Но пока этого ещё не сделано, и мы не могли воспользоваться указанным методом.

Тем не менее тексты всё же очень скудны, и какой-то выход из тесного круга филологических контроверз нужно было найти. Но прежде чем прибегать к сложным и часто опасным сравнительно-историческим параллелям, естественно было бы попытаться расширить самый круг писаных источников и вещественных памятников. Расцвет археологии за последние десятилетия настолько увеличил число последних, что можно использовать выводы из их изучения для понимания неясных сторон общественного строя древних германцев. Перемещение же центра тяжести толкования текстов с «Германии» Тацита на его «Анналы» и «Историю», с общих этнографических экскурсов Цезаря на его конкретные описания в значительной мере ослабляет неразрешимость филологических контроверз.

Конечно, автор настоящей работы столь же мало является специалистом в области археологии и лингвистики, как и в области этнологии; изучение этих дисциплин специально для данной темы представляло такие же трудности, как и самостоятельное исследование быта современных «малокультурных» народов. Автору пришлось воспользоваться лишь историческими выводами из археологических работ, что является, несомненно, большим минусом, ибо научная мысль ничего не должна принимать без самостоятельной критической проверки. Но, несмотря на сделанные оговорки, археолого-лингвистический метод применительно к исследованию древнегерманского общества имеет одно огромное преимущество перед сравнительно-историческими параллелями: археология не воссоздаёт общественного уклада какого-то другого народа, который нам пришлось бы сравнивать с общественным строем древних германцев и, таким образом, не совершает удвоения объекта и задачи изучения, а лишь увеличивает число конкретных данных о германцах. Пользование выводами археологии не приводит нас к необходимости поправлять тексты Тацита сведениями об общественных отношениях других народов, а лишь дополняет писаные источники вещественными памятниками. Оказываемые ею услуги скромнее, но зато прочнее.
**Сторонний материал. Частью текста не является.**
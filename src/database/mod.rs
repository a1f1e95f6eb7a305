mod conditions;
mod error;

use std::{collections::HashMap, path::Path};

use conditions::{evaluate_all_conditions, evaluate_condition, filter_map_on_condition};

use crate::{
    logging,
    metadata::{
        Group, Message, PluginMetadata,
        error::{LoadMetadataError, WriteMetadataError, WriteMetadataErrorReason},
        metadata_document::{MetadataDocument, MetadataWriteOptions},
    },
    sorting::{
        error::GroupsPathError,
        groups::{build_groups_graph, find_path},
        vertex::Vertex,
    },
};
pub use error::{ConditionEvaluationError, MetadataRetrievalError};

/// Control behaviour when writing to files.
#[derive(Clone, Copy, Debug, Eq, PartialEq, Ord, PartialOrd, Hash)]
pub enum WriteMode {
    /// Create the file if it does not exist, otherwise error.
    Create,
    /// Create the file if it does not exist, otherwise replace its contents.
    CreateOrTruncate,
}

/// The interface through which metadata can be accessed.
#[derive(Debug)]
pub struct Database {
    masterlist: MetadataDocument,
    userlist: MetadataDocument,
    condition_evaluator_state: loot_condition_interpreter::State,
}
Привлечение её данных ставит исследователя на более твёрдую почву. А систематическое использование конкретных описаний римско-германских военных столкновений (в «Записках о Галльской войне» Цезаря, «Анналах» и «Истории» Тацита) позволяет автору внести и нечто самостоятельное в разработку вопроса, ибо такое собирание всех материалов о германцах, заключённых в указанных описаниях, ещё не было проведено в науке, хотя некоторые исследователи давно указывали на возможность и необходимость такого подбора данных и даже частично пользовались ими (особенно Фюстель де Куланж в своих «Recherches»[273], а также и Допш).
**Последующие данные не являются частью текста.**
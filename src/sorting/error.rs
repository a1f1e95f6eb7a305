use std::fmt::Display;

use crate::{Vertex, plugin::error::PluginDataError};

#[derive(Clone, Default, Debug, Eq, PartialEq, Ord, PartialOrd, Hash)]
pub struct UndefinedGroupError {
    group_name: String,
}

impl UndefinedGroupError {
    pub(crate) fn new(group_name: String) -> Self {
        Self { group_name }
    }

    pub(crate) fn into_group_name(self) -> String {
        self.group_name
    }
}

impl Display for UndefinedGroupError {
    fn fmt(&self, f: &mut std::fmt::Formatter<'_>) -> std::fmt::Result {
        write!(f, "the group \"{}\" does not exist", self.group_name)
    }
}

impl std::error::Error for UndefinedGroupError {}

#[derive(Clone, Default, Debug, Eq, PartialEq, Ord, PartialOrd, Hash)]
pub struct CyclicInteractionError {
    cycle: Vec<Vertex>,
}

impl CyclicInteractionError {
    pub(crate) fn new(cycle: Vec<Vertex>) -> Self {
        Self { cycle }
    }

    pub(crate) fn into_cycle(self) -> Vec<Vertex> {
        self.cycle
    }
}

impl Display for CyclicInteractionError {
    fn fmt(&self, f: &mut std::fmt::Formatter<'_>) -> std::fmt::Result {
        let cycle = display_cycle(&self.cycle);
        write!(f, "cyclic interaction detected: {cycle}")
    }
}

impl std::error::Error for CyclicInteractionError {}

pub(crate) fn display_cycle(cycle: &[Vertex]) -> String {
    cycle
        .iter()
        .map(|v| {
            if let Some(edge_type) = v.out_edge_type() {
                format!("{} --[{}]-> ", v.name(), edge_type)
            } else {
                v.name().to_owned()
            }
        })
        .chain(cycle.first().iter().map(|v| v.name().to_owned()))
        .collect()
}

/// Represents an error that occurred while trying to get the path between two
/// groups across the graph formed from group metadata.
#[derive(Debug)]
pub enum GroupsPathError {
    UndefinedGroup(String),
    CycleFound(Vec<Vertex>),
    PathfindingError(Box<dyn std::error::Error + Send + Sync + 'static>),
}

impl Display for GroupsPathError {
    fn fmt(&self, f: &mut std::fmt::Formatter<'_>) -> std::fmt::Result {
        match self {
            Self::UndefinedGroup(g) => write!(f, "the group \"{g}\" does not exist"),
            Self::CycleFound(c) => write!(f, "found a cycle: {}", display_cycle(c)),
            Self::PathfindingError(_) => write!(f, "failed to find a path in the groups graph"),
        }
    }
}

impl std::error::Error for GroupsPathError {
    fn source(&self) -> Option<&(dyn std::error::Error + 'static)> {
        match self {
            Self::PathfindingError(e) => Some(e.as_ref()),
            _ => None,
        }
    }
}

impl From<BuildGroupsGraphError> for GroupsPathError {
    fn from(value: BuildGroupsGraphError) -> Self {
        match value {
            BuildGroupsGraphError::CycleFound(e) => Self::CycleFound(e.into_cycle()),
            BuildGroupsGraphError::UndefinedGroup(e) => Self::UndefinedGroup(e.into_group_name()),
        }
    }
}

impl From<UndefinedGroupError> for GroupsPathError {
    fn from(value: UndefinedGroupError) -> Self {
        Self::UndefinedGroup(value.into_group_name())
    }
}

impl From<PathfindingError> for GroupsPathError {
    fn from(value: PathfindingError) -> Self {
        Self::PathfindingError(Box::new(value))
    }
}

#[derive(Clone, Debug, Eq, PartialEq, Ord, PartialOrd, Hash)]
pub(crate) enum BuildGroupsGraphError {
    UndefinedGroup(UndefinedGroupError),
    CycleFound(CyclicInteractionError),
}

impl Display for BuildGroupsGraphError {
    fn fmt(&self, f: &mut std::fmt::Formatter<'_>) -> std::fmt::Result {
        match self {
            Self::UndefinedGroup(_) => write!(f, "encountered an undefined group"),
            Self::CycleFound(_) => write!(f, "the groups graph is cyclic"),
        }
    }
}

impl std::error::Error for BuildGroupsGraphError {
    fn source(&self) -> Option<&(dyn std::error::Error + 'static)> {
        match self {
            Self::UndefinedGroup(e) => Some(e),
            Self::CycleFound(e) => Some(e),
        }
    }
}

impl From<UndefinedGroupError> for BuildGroupsGraphError {
    fn from(value: UndefinedGroupError) -> Self {
        BuildGroupsGraphError::UndefinedGroup(value)
    }
}

impl From<CyclicInteractionError> for BuildGroupsGraphError {
    fn from(value: CyclicInteractionError) -> Self {
        BuildGroupsGraphError::CycleFound(value)
    }
}

#[derive(Clone, Debug, Eq, PartialEq, Ord, PartialOrd, Hash)]
pub(crate) enum PathfindingError {
    NegativeCycle,
    PrecedingNodeNotFound(String),
    FollowingNodeNotFound(String),
    EdgeNotFound {
        from_group: String,
        to_group: String,
    },
}

impl Display for PathfindingError {
    fn fmt(&self, f: &mut std::fmt::Formatter<'_>) -> std::fmt::Result {
        match self {
            Self::NegativeCycle => write!(
                f,
                "encountered a cycle of user-defined \"load after\" relationships"
            ),
            Self::PrecedingNodeNotFound(n) => write!(
                f,
                "unexpectedly could not find the node before \"{n}\" in the path that was found",
            ),
            Self::FollowingNodeNotFound(n) => write!(
                f,
                "unexpectedly could not find the node after \"{n}\" in the path that was found",
            ),
            Self::EdgeNotFound {
                from_group,
                to_group,
            } => write!(
                f,
                "unexpectedly could not find the edge going from \"{from_group}\" to \"{to_group}\"",
            ),
        }
    }
}

impl std::error::Error for PathfindingError {}

#[derive(Debug)]
pub(crate) enum PluginGraphValidationError {
    CycleFound(CyclicInteractionError),
    PluginDataError(PluginDataError),
}

impl Display for PluginGraphValidationError {
    fn fmt(&self, f: &mut std::fmt::Formatter<'_>) -> std::fmt::Result {
        match self {
            Self::CycleFound(_) => write!(f, "found a cycle in the plugin graph"),
            Self::PluginDataError(_) => write!(f, "failed to read plugin data"),
        }
    }
}

impl std::error::Error for PluginGraphValidationError {
    fn source(&self) -> Option<&(dyn std::error::Error + 'static)> {
        match self {
            Self::CycleFound(e) => Some(e),
            Self::PluginDataError(e) => Some(e),
        }
    }
}

impl From<CyclicInteractionError> for PluginGraphValidationError {
    fn from(value: CyclicInteractionError) -> Self {
        PluginGraphValidationError::CycleFound(value)
    }
}

impl From<PluginDataError> for PluginGraphValidationError {
    fn from(value: PluginDataError) -> Self {
        PluginGraphValidationError::PluginDataError(value)
    }
}

#[derive(Debug)]
pub(crate) enum SortingError {
    ValidationError(PluginGraphValidationError),
    UndefinedGroup(UndefinedGroupError),
    CycleFound(CyclicInteractionError),
    CycleInvolving(String),
    PluginDataError(PluginDataError),
    PathfindingError(PathfindingError),
}

impl Display for SortingError {
    fn fmt(&self, f: &mut std::fmt::Formatter<'_>) -> std::fmt::Result {
        match self {
            Self::ValidationError(_) => write!(f, "plugin graph validation failed"),
            Self::UndefinedGroup(_) => write!(f, "found an undefined group"),
            Self::CycleFound(_) => write!(f, "found a cycle"),
            Self::CycleInvolving(n) => write!(f, "found a cycle involving \"{n}\""),
            Self::PluginDataError(_) => write!(f, "failed to read plugin data"),
            Self::PathfindingError(_) => write!(f, "failed to find a path in the plugins graph"),
        }
    }
}

impl std::error::Error for SortingError {
    fn source(&self) -> Option<&(dyn std::error::Error + 'static)> {
        match self {
            Self::ValidationError(e) => Some(e),
            Self::UndefinedGroup(e) => Some(e),
            Self::CycleFound(e) => Some(e),
            Self::CycleInvolving(_) => None,
            Self::PluginDataError(e) => Some(e),
            Self::PathfindingError(e) => Some(e),
        }
    }
}

impl From<PluginGraphValidationError> for SortingError {
    fn from(value: PluginGraphValidationError) -> Self {
        SortingError::ValidationError(value)
    }
}

impl From<UndefinedGroupError> for SortingError {
    fn from(value: UndefinedGroupError) -> Self {
        SortingError::UndefinedGroup(value)
    }
}

impl From<CyclicInteractionError> for SortingError {
    fn from(value: CyclicInteractionError) -> Self {
        SortingError::CycleFound(value)
    }
}

impl From<PluginDataError> for SortingError {
    fn from(value: PluginDataError) -> Self {
        SortingError::PluginDataError(value)
    }
}

impl From<PathfindingError> for SortingError {
    fn from(value: PathfindingError) -> Self {
        SortingError::PathfindingError(value)
    }
}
И в чисто методическом отношении это даёт всё же больше, чем может показаться на первый взгляд: хотя и самые тексты «Анналов» и «Истории», касающиеся германцев, не очень многочисленны, тем не менее в силу своего характера они позволяют сделать более достоверные выводы, чем общие этнографические экскурсы. Они дают возможность собрать ряд однородных упоминаний об одних и тех же явлениях (о земледелии, характере германских переселений, нобилитете и т.д.), а не ставят исследователя перед каким-то одним текстом, в котором содержится единственное описание какого-нибудь существенного явления (например, способа распределения и обработки земли в гл. 26 «Германии») и из которого именно в силу этой его единственности почти ничего нельзя извлечь. Возможность подбора некоторого, хотя бы и сравнительно небольшого, количества однородных данных представляет собой всё же известный, хотя, возможно, и не очень значительный, шаг вперёд по сравнению с методом филологических контроверз.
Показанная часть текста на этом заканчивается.